Two astronomers from the Lowell-Flagstaff Observatory are among the co-authors of an upcoming study in Monthly Notices of the Royal Astronomical Society It will announce the discovery of six exoplanets and 13 additional planet candidates.
However, Gerard van Bell and Kathryn Clark aren’t just contributing authors. They designed and built the instrument the study used for the follow-up observations needed to confirm the existence of exoplanets.
QWSSI
Van Bell and Clark’s latest contribution to the search for exoplanets is the six-channel Wavefront Sensing Interferometer, which has replaced the previous observational differential survey instrument.
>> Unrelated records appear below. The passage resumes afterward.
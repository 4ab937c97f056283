use secrecy::Secret;
use serde_aux::prelude::deserialize_number_from_string;

pub enum Environment {
    Local,
    Production,
}

impl Environment {
    pub fn as_str(&self) -> &'static str {
        match self {
            Environment::Local => "local",
            Environment::Production => "production",
        }
    }
}

impl TryFrom<String> for Environment {
    type Error = String;

    fn try_from(value: String) -> Result<Self, Self::Error> {
        match value.to_lowercase().as_str() {
            "local" => Ok(Self::Local),
            "production" => Ok(Self::Production),
            other => Err(format!(
                "{} is not a supported environment. Use either `local` or `production`.",
                other,
            )),
        }
    }
}

#[derive(serde::Deserialize, Clone)]
pub struct EmailClientSettings {
    pub base_url: String,
    pub authorization: Secret<String>,
    /// Fixed operator inbox every relayed submission is delivered to.
    pub recipient_email: String,
    #[serde(deserialize_with = "deserialize_number_from_string")]
    pub send_timeout_ms: u64,
}

#[derive(serde::Deserialize, Clone)]
pub struct AppConfig {
    pub host: String,
    #[serde(deserialize_with = "deserialize_number_from_string")]
    pub port: u16,
    /// The single front-end origin allowed to call the relay with credentials.
    pub cors_origin: String,
}

#[derive(serde::Deserialize, Clone)]
pub struct Configuration {
    pub app: AppConfig,
    pub email_client: EmailClientSettings,
}

pub fn get_configuration() -> Result<Configuration, config::ConfigError> {
    // initialize our configuration reader
    let mut settings = config::Config::default();

    let base_path = std::env::current_dir().expect("Failed to determine the current directory");
    let configuration_directory = base_path.join("configuration");

    // Add configuration values from a file named `config`.
    // It will look for any top-level file with an extension
    // that `config` knows how to handled/parser: yaml, json, etc

    // Read in default configuration
    settings.merge(config::File::from(configuration_directory.join("base")).required(true))?;

    let environment: Environment = std::env::var("APP_ENVIRONMENT")
        .unwrap_or_else(|_| "local".into())
        .try_into()
        .expect("Failed to parse APP_ENVIRONMENT");

    // Read in layer environment specific file.
    settings.merge(
        config::File::from(configuration_directory.join(environment.as_str())).required(true),
    )?;

    settings.merge(config::Environment::with_prefix("app").separator("__"))?;

    // try converting settings into `Configuration` object.
    return settings.try_into();
}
Speckle imaging is a technique used to reduce the hazy effects of atmospheric turbulence in astrophotography. It involves taking many short exposures of a target object, very short, in 100ms or less, so that the atmosphere has minimal time to shift during the photo. These exposures are then processed to recreate an original high quality image.
Speckle interferometry, as performed by QWSSI and other similar tools, involves incorporating additional data from diffraction patterns generated by integrating speckle images into the reconstructed image of the target object, using Fourier analysis of noise cancellation and correct granulation.
Photographing stars through the atmosphere, Van Bell explained, “is a lot like trying to look at a quarter at the bottom of a swimming pool after someone has just jumped in”. “This QWSSI instrument helps us untangle this…it allows us to use the telescope at full resolution.”
QWSSI is installed on the 170-inch Lowell Discovery Telescope, the fifth largest telescope in the United States mainland, which is located southeast of Flagstaff at Happy Jack. It can simultaneously image at six wavelengths, four visible and two near-infrared, and also includes a wavefront sensor to provide additional data about incoming light that can be used in post-processing. Its predecessor, the DSSI, was only capable of imaging at two wavelengths.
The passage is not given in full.